> [Recorded information]:

☆ ☆ ☆ ☆

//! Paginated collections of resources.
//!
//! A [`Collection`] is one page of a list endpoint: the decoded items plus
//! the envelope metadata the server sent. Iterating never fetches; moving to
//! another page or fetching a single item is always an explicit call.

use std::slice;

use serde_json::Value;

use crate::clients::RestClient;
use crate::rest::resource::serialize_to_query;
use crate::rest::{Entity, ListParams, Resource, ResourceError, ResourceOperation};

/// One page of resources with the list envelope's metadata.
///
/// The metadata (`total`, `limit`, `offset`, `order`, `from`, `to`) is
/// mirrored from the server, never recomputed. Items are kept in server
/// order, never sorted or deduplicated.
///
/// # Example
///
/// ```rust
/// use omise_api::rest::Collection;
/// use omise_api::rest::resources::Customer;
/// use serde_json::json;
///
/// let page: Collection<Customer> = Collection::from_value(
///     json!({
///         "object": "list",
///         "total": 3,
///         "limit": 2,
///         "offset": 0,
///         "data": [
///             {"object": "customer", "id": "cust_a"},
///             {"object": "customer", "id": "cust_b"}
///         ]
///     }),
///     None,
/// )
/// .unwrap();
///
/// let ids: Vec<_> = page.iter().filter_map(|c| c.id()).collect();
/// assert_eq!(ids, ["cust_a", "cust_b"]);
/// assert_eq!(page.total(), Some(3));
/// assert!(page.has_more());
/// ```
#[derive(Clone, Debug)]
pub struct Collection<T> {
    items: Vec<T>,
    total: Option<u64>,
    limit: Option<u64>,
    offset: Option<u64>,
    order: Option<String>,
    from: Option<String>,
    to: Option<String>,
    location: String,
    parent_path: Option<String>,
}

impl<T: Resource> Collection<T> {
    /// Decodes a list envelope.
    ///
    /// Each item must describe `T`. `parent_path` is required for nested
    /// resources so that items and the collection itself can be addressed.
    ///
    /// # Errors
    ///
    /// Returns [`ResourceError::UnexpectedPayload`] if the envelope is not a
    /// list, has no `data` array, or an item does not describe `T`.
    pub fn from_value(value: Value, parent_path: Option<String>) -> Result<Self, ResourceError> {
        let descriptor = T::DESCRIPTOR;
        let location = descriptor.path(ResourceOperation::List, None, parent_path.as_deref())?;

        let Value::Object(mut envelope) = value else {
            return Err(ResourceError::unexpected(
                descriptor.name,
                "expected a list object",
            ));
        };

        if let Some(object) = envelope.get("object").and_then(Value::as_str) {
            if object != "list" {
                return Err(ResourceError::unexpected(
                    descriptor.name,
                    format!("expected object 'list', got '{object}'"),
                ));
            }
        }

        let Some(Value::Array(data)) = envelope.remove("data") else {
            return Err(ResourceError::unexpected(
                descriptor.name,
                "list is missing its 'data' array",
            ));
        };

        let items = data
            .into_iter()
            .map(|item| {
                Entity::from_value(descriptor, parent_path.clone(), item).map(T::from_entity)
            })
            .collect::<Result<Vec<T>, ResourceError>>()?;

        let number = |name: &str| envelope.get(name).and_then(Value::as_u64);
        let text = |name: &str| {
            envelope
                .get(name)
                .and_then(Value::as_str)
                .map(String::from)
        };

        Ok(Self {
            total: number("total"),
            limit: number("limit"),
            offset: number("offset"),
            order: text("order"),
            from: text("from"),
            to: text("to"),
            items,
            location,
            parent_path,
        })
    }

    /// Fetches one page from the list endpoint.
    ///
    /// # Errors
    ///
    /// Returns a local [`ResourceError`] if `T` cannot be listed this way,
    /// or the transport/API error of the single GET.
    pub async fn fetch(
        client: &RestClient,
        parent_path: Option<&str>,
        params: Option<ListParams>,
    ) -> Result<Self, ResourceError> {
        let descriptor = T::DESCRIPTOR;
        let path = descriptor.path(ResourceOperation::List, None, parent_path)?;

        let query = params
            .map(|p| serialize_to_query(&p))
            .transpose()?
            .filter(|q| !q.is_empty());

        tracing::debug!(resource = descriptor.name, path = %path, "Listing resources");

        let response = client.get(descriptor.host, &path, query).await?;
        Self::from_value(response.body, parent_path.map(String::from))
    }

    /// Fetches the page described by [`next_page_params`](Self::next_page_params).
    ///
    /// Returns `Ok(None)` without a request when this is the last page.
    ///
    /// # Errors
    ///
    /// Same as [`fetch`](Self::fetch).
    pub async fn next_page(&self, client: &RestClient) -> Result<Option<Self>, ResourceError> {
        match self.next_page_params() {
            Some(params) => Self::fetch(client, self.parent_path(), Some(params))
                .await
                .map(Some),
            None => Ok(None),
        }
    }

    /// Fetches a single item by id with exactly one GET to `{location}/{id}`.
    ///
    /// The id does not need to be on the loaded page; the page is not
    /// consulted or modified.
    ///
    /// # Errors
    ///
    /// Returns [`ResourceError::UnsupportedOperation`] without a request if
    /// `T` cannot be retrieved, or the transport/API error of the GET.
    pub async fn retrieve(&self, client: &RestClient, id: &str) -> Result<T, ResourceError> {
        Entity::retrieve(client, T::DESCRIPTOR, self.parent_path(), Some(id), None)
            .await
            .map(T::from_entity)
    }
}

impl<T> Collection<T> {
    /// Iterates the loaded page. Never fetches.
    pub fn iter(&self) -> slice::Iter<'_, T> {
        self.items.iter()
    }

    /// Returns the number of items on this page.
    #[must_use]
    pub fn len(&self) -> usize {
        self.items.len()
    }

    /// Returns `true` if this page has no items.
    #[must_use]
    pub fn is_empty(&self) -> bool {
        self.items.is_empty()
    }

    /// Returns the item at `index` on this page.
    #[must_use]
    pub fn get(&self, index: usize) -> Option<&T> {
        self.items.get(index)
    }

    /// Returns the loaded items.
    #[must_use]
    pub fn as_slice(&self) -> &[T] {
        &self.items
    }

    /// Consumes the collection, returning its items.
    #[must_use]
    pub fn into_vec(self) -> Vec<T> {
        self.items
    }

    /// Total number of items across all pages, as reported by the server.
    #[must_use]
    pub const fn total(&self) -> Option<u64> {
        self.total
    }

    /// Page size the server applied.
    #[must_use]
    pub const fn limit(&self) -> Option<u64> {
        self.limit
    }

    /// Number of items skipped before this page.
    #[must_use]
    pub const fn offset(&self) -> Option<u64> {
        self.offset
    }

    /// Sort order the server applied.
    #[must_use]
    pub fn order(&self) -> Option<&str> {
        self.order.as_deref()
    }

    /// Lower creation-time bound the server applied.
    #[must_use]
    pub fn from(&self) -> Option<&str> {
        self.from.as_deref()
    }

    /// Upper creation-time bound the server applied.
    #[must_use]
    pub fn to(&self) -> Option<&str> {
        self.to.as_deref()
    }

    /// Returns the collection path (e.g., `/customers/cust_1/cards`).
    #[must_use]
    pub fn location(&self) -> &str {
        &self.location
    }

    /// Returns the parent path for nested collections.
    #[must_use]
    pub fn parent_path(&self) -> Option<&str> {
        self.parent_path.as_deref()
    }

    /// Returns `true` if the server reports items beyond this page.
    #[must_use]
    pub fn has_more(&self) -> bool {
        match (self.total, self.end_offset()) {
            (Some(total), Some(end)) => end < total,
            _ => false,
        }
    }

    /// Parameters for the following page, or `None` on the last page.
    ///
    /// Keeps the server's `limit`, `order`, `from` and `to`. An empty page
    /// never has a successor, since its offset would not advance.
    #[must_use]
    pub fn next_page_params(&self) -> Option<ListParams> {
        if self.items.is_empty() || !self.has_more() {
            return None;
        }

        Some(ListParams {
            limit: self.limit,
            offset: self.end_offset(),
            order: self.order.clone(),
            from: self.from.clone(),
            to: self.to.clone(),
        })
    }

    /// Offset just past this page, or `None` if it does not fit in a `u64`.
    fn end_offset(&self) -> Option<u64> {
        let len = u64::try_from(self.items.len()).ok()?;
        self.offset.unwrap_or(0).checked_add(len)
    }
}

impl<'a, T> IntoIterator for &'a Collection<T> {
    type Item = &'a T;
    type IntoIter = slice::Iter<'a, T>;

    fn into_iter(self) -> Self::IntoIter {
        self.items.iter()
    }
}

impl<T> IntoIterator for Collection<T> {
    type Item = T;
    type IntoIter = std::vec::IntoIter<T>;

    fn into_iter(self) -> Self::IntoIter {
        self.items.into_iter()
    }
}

☆ ☆ ☆ ☆

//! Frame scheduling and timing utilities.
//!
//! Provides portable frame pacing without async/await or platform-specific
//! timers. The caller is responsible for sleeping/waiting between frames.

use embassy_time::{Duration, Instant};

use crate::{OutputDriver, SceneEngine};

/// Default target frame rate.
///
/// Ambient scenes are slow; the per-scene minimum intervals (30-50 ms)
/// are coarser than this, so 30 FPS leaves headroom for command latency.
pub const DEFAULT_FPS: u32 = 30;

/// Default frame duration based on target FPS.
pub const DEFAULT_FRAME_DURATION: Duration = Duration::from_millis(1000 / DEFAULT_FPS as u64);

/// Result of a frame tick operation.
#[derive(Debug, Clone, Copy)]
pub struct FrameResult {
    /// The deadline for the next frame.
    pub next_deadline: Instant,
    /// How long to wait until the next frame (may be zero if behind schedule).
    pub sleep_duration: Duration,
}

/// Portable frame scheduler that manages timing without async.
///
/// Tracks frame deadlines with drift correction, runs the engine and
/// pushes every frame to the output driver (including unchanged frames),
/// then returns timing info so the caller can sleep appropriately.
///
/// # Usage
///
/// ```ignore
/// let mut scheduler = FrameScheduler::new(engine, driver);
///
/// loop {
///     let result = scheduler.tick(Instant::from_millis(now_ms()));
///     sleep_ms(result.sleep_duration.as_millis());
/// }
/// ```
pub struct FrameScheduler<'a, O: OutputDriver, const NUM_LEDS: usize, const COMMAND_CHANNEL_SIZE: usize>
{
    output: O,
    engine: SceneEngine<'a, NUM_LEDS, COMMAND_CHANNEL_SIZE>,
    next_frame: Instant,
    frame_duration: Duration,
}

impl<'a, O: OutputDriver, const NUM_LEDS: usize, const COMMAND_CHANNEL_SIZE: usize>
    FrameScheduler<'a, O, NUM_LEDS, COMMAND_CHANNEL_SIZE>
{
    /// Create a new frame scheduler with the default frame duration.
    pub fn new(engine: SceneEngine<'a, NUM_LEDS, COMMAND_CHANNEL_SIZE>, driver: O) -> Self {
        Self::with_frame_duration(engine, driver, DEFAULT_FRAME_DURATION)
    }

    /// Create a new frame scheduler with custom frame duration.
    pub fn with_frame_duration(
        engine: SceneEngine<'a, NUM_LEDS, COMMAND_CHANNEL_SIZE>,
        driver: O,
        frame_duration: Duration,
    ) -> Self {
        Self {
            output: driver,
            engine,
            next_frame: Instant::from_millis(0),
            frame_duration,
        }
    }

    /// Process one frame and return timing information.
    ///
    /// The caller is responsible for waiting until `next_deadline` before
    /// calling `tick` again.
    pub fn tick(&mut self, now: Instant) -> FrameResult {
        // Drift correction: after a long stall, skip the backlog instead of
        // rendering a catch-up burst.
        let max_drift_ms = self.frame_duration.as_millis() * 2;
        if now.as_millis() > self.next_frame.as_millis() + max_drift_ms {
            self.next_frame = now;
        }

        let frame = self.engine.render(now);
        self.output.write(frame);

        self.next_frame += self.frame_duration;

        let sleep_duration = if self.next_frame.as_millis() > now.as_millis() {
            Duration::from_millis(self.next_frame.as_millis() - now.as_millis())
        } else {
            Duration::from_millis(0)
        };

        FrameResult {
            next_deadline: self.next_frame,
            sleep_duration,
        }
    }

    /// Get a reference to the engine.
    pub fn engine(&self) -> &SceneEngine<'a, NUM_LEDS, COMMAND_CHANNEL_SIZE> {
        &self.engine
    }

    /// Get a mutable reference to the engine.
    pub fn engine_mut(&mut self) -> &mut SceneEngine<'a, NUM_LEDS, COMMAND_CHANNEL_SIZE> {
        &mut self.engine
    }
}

☆ ☆ ☆ ☆

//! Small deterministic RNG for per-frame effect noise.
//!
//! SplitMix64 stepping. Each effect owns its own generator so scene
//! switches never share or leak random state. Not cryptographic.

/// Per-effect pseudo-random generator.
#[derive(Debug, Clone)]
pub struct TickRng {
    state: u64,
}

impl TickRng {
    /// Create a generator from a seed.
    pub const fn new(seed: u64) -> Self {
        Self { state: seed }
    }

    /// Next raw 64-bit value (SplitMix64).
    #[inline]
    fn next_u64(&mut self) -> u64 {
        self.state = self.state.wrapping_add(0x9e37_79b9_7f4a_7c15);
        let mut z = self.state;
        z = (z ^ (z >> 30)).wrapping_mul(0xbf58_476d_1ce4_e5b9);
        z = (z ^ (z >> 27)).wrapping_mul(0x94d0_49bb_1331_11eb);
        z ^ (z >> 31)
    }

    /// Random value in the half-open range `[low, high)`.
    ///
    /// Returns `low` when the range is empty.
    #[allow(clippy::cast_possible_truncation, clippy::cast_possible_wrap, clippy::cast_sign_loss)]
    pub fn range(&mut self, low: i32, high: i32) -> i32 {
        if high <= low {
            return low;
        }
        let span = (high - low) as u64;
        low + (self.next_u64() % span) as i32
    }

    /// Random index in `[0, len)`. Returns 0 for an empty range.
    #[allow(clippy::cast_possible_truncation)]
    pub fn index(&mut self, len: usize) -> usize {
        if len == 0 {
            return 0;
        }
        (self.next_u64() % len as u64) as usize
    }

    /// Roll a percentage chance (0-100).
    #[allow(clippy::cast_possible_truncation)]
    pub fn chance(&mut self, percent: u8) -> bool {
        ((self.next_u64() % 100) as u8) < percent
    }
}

☆ ☆ ☆ ☆

> [What is required]: Where the string "collections" appears in a line of the entries above, return that line.

> [Written reply]:
//! Paginated collections of resources.
    /// Returns the parent path for nested collections.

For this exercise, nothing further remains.